═══ Data provided

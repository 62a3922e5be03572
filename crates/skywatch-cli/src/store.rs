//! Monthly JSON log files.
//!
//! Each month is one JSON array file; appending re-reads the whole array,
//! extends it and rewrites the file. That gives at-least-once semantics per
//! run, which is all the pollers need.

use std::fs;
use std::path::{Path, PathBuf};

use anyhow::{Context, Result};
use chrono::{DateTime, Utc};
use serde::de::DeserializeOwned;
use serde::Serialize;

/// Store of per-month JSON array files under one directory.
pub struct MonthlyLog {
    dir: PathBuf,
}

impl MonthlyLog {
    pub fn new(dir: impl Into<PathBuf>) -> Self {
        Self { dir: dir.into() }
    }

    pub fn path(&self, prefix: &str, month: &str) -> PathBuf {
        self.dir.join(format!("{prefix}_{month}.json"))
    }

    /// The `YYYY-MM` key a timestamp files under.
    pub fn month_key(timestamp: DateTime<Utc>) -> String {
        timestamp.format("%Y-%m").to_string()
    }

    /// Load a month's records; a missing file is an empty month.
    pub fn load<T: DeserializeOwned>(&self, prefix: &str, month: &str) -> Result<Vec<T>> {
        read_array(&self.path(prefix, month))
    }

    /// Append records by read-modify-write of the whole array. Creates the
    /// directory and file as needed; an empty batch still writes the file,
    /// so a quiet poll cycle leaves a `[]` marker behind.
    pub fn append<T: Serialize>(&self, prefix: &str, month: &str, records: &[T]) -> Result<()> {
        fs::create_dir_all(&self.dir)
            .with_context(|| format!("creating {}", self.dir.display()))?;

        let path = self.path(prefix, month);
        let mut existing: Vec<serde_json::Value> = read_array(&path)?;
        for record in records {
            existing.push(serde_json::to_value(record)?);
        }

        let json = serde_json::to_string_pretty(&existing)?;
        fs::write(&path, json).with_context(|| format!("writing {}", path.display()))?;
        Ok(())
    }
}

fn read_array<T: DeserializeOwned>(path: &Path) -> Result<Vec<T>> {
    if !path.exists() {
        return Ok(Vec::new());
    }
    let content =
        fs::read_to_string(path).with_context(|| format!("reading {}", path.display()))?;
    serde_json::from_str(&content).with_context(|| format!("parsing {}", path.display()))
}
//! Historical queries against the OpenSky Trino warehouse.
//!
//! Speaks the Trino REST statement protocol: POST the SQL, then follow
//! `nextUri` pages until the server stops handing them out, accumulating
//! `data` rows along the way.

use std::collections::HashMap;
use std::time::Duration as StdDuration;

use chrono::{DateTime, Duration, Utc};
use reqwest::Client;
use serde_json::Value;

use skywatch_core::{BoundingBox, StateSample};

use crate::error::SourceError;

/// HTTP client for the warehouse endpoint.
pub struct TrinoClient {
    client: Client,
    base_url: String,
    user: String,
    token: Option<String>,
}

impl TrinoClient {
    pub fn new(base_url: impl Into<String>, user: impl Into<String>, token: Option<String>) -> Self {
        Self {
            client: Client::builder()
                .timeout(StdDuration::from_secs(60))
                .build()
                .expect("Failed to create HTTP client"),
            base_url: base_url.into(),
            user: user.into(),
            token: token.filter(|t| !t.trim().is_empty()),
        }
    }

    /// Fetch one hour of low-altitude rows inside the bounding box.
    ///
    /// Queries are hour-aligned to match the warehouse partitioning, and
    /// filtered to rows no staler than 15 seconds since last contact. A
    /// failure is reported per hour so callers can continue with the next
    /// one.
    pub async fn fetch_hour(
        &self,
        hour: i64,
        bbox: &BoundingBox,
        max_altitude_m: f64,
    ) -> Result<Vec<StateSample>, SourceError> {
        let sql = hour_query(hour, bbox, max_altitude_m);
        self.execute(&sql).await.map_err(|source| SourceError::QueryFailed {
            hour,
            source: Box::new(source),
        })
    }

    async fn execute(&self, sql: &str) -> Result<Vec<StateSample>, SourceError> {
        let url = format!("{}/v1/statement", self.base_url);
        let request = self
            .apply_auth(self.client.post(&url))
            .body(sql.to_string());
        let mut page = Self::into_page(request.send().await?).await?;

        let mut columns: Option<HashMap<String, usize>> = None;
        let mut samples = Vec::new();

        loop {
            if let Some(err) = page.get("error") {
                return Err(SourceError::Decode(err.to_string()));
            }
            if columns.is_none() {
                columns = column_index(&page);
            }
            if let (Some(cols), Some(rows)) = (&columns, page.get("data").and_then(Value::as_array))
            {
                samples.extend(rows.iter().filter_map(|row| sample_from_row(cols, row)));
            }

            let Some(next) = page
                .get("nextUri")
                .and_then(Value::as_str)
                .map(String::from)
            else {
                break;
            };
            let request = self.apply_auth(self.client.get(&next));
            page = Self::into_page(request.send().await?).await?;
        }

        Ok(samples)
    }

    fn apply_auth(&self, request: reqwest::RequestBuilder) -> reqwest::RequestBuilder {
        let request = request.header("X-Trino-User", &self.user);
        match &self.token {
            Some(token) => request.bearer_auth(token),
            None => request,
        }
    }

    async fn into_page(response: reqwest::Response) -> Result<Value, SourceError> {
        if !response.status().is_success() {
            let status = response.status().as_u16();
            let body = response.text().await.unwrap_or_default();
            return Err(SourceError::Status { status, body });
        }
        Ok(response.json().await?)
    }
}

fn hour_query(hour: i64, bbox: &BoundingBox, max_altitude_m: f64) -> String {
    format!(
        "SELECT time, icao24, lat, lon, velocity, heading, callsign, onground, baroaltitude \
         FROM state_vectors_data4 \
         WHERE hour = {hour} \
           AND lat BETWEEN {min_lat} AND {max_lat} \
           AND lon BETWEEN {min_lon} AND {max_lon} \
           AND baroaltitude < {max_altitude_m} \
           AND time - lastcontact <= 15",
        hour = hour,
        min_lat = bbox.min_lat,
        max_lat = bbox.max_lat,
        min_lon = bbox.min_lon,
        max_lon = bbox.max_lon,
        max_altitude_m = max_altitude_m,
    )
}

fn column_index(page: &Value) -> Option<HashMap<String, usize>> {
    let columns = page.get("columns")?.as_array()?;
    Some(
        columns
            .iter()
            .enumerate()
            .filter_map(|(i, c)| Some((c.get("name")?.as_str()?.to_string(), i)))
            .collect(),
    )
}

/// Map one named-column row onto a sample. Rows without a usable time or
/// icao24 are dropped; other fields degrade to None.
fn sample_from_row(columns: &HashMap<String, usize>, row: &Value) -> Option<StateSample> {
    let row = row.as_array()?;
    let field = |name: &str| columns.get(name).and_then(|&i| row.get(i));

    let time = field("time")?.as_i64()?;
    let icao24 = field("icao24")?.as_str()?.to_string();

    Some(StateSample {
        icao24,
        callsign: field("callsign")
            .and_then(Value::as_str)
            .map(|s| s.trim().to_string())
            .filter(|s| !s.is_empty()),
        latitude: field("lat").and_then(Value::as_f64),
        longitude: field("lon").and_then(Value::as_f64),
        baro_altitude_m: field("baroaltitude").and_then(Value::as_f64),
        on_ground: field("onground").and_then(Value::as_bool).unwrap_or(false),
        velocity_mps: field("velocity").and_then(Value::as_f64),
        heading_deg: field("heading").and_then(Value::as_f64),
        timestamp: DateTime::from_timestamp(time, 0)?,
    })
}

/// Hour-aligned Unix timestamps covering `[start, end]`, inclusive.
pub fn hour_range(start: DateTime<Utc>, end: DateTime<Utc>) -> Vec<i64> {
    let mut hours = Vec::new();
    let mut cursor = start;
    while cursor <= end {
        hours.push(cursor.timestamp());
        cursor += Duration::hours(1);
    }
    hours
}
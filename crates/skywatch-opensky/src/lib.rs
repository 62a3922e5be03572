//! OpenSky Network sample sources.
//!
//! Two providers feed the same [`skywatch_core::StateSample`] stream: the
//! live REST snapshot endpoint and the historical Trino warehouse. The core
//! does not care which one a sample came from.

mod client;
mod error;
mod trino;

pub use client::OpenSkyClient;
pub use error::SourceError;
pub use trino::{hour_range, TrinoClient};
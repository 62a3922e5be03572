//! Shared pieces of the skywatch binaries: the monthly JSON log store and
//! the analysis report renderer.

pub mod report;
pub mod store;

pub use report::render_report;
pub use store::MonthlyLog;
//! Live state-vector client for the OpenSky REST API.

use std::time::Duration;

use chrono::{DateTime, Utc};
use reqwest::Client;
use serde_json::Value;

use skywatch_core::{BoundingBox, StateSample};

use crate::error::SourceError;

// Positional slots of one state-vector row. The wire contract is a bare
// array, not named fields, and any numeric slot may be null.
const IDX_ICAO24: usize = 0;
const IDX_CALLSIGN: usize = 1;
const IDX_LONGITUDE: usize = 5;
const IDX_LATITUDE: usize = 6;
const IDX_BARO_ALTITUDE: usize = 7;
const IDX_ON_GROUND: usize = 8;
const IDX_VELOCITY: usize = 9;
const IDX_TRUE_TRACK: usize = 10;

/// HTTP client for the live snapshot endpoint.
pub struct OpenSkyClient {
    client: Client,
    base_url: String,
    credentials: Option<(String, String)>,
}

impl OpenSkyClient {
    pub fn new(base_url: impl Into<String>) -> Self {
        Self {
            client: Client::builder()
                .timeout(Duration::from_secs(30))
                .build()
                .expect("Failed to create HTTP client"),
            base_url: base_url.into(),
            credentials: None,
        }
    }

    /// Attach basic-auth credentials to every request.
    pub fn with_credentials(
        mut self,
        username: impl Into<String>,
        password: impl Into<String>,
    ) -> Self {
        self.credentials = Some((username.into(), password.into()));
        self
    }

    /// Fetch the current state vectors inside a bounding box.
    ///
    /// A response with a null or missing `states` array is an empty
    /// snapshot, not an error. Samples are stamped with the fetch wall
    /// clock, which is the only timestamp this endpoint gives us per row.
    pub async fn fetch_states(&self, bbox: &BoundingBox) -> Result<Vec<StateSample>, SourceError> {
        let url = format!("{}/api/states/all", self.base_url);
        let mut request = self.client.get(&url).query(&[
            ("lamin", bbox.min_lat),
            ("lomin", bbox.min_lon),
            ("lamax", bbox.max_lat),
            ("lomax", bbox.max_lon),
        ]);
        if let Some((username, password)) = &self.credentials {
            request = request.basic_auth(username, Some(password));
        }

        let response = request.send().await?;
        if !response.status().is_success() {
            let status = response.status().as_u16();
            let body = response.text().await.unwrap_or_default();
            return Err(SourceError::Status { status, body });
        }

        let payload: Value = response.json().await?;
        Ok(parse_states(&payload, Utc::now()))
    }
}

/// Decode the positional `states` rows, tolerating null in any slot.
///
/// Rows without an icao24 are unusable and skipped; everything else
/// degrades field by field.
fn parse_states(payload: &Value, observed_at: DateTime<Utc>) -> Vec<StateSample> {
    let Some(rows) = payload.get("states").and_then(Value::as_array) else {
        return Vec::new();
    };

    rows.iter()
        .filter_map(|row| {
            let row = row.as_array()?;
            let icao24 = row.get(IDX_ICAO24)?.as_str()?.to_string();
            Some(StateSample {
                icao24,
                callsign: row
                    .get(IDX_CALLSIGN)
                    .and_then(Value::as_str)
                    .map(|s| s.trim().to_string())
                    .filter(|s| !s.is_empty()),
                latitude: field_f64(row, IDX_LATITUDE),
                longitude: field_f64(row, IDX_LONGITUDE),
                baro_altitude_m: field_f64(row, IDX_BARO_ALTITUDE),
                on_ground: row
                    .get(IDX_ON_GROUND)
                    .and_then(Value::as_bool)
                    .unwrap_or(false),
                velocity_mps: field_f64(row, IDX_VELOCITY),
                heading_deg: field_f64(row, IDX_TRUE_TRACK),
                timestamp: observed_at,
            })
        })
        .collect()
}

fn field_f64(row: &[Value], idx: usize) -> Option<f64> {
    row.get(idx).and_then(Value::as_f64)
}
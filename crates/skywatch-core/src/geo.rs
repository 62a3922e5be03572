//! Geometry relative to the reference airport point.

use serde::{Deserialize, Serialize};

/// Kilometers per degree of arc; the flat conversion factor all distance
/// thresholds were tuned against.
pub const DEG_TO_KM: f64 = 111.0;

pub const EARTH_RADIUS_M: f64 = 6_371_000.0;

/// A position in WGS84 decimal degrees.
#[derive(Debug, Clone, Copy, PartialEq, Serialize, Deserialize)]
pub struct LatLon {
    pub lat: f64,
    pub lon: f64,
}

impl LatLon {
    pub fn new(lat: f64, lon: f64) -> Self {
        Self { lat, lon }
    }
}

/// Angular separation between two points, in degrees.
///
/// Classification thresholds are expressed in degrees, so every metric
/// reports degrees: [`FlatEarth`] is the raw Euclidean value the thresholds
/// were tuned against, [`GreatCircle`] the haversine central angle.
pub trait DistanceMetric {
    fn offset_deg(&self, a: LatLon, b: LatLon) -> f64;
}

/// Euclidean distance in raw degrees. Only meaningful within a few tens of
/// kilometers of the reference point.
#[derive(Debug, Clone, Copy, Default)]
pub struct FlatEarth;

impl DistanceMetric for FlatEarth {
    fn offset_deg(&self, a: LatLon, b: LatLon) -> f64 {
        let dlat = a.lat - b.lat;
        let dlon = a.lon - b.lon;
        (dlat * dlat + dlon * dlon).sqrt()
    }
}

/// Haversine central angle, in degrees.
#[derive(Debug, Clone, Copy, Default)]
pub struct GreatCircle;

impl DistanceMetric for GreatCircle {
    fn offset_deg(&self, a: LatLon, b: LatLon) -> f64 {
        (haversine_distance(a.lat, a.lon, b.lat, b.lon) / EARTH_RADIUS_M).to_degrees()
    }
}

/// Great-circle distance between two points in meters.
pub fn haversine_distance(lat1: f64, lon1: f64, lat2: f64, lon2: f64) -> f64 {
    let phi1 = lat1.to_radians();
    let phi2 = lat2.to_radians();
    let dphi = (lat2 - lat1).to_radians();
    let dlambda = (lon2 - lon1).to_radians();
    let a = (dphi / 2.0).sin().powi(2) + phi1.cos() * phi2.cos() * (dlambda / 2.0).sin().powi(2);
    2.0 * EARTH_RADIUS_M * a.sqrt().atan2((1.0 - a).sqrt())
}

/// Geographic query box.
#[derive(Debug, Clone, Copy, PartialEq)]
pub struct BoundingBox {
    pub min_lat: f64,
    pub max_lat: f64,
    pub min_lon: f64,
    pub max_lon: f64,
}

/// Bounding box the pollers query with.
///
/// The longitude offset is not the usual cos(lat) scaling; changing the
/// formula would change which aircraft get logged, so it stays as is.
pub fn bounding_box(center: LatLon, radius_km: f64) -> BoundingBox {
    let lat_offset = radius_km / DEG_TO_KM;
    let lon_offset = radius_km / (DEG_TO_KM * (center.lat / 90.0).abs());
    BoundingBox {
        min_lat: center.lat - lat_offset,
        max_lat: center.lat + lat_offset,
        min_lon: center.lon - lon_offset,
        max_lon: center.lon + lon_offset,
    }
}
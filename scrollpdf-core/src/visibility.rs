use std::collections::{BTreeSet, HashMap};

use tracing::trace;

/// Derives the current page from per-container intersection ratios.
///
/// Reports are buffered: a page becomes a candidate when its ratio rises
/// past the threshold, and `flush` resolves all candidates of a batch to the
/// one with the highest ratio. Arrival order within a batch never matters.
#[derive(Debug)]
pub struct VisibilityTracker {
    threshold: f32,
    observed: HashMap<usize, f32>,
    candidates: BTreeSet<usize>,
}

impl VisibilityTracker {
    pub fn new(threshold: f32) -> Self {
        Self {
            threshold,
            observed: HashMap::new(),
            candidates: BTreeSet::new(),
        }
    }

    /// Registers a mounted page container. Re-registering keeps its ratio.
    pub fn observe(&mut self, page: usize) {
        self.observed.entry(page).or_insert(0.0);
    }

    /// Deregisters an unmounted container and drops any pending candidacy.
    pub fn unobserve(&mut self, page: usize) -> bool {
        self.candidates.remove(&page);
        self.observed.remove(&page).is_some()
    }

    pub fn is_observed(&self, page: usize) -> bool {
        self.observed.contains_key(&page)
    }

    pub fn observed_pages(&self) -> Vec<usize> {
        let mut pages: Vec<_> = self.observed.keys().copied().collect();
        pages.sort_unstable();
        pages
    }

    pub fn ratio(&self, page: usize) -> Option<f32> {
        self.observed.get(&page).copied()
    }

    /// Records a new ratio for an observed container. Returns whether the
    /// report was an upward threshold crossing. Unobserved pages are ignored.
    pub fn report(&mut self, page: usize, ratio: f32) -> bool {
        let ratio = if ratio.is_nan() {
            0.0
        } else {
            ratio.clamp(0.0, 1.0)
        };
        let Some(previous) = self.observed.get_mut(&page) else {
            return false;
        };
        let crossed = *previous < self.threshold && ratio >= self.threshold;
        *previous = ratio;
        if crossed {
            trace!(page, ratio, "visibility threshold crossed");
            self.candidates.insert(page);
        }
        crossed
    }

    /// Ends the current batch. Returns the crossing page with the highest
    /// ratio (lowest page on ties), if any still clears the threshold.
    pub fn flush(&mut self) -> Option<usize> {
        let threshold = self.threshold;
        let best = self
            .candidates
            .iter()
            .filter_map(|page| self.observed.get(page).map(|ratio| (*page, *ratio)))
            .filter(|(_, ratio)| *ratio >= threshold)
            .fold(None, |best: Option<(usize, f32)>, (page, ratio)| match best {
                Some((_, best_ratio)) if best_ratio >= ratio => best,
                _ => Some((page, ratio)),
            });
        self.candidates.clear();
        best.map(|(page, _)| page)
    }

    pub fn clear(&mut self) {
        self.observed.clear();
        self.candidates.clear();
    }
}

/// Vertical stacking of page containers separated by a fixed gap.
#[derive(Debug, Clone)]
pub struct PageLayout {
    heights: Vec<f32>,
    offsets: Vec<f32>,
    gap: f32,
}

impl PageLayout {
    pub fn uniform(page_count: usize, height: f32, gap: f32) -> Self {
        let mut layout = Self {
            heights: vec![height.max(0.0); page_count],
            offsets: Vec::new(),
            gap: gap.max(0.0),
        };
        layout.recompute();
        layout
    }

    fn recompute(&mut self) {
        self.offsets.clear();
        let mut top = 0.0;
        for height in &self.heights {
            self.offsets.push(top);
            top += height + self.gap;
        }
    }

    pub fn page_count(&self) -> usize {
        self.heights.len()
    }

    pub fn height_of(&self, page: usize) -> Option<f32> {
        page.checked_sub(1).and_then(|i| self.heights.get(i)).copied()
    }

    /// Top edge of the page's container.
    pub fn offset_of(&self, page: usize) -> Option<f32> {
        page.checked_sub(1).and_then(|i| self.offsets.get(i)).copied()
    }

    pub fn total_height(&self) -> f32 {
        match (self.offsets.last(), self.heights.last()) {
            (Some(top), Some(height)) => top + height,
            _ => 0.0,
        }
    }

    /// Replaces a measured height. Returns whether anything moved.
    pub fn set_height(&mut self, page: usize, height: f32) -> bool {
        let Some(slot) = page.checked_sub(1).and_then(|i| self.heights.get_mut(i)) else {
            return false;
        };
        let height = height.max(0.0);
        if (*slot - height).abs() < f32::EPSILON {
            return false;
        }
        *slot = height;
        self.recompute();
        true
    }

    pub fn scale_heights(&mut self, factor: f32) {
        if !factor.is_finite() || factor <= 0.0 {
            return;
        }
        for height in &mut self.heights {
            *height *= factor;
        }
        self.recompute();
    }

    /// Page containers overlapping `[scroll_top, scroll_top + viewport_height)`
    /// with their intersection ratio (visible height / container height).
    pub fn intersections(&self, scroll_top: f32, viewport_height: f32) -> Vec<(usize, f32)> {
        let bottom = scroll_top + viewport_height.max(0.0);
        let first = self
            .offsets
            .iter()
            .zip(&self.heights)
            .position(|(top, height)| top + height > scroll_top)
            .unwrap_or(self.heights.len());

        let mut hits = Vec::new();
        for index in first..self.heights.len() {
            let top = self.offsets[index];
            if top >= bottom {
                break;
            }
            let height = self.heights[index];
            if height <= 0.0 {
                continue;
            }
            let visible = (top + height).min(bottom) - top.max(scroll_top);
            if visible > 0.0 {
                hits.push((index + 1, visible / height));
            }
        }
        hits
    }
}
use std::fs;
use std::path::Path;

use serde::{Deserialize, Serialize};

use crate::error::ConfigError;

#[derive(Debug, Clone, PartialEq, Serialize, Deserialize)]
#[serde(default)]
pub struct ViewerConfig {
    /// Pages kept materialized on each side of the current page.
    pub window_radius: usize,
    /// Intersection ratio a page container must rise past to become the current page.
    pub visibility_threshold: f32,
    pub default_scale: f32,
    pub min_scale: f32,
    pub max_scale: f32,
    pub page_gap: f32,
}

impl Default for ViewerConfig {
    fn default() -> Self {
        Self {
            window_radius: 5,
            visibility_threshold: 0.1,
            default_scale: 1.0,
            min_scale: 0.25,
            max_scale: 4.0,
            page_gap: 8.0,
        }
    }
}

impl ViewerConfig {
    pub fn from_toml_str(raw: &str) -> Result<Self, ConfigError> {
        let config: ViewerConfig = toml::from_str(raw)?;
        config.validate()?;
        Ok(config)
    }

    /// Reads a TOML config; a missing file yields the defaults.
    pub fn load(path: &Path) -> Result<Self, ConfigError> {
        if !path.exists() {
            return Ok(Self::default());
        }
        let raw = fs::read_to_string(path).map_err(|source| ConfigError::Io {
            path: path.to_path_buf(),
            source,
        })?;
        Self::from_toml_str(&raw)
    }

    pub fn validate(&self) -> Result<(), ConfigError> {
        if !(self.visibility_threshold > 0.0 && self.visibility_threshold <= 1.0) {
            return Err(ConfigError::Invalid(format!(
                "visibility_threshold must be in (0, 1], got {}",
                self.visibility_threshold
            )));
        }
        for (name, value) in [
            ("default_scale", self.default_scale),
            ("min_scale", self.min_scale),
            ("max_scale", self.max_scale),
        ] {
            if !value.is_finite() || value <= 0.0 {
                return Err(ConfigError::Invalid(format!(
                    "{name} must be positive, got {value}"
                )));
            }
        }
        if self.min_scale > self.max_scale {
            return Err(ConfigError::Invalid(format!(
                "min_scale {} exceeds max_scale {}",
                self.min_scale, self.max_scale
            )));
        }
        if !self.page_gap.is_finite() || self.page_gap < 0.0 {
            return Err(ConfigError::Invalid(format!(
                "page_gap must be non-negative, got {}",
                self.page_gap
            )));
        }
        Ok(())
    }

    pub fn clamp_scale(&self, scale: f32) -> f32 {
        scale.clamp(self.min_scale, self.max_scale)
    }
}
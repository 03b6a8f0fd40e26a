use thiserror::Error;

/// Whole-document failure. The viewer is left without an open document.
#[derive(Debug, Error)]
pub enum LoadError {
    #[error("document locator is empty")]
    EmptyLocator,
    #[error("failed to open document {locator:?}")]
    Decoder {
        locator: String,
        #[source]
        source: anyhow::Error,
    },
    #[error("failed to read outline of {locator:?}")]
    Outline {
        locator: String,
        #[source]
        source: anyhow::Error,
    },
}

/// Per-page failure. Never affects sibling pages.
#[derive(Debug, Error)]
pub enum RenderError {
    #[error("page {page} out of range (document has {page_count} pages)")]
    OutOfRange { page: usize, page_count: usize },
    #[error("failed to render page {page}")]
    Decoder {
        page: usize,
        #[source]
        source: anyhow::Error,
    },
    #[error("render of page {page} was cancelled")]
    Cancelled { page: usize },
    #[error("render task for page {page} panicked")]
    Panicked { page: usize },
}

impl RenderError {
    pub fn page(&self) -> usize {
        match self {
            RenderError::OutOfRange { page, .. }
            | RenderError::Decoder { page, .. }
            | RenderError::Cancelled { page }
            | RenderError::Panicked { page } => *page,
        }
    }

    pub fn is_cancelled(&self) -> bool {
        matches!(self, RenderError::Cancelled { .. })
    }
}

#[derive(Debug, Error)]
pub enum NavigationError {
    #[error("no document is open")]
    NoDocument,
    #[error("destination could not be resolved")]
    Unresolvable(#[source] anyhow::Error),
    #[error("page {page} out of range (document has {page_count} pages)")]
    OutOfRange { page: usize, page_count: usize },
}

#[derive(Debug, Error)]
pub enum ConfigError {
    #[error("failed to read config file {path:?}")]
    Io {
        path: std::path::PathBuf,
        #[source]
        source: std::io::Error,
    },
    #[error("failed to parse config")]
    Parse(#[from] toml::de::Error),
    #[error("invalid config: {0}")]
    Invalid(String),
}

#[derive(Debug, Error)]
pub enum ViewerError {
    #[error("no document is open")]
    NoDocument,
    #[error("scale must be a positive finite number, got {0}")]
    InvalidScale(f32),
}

══════

→ **Brief**: For every line above that includes the string "recompute", copy the line.

→ **Final answer**:
        layout.recompute();
    fn recompute(&mut self) {
        self.recompute();
        self.recompute();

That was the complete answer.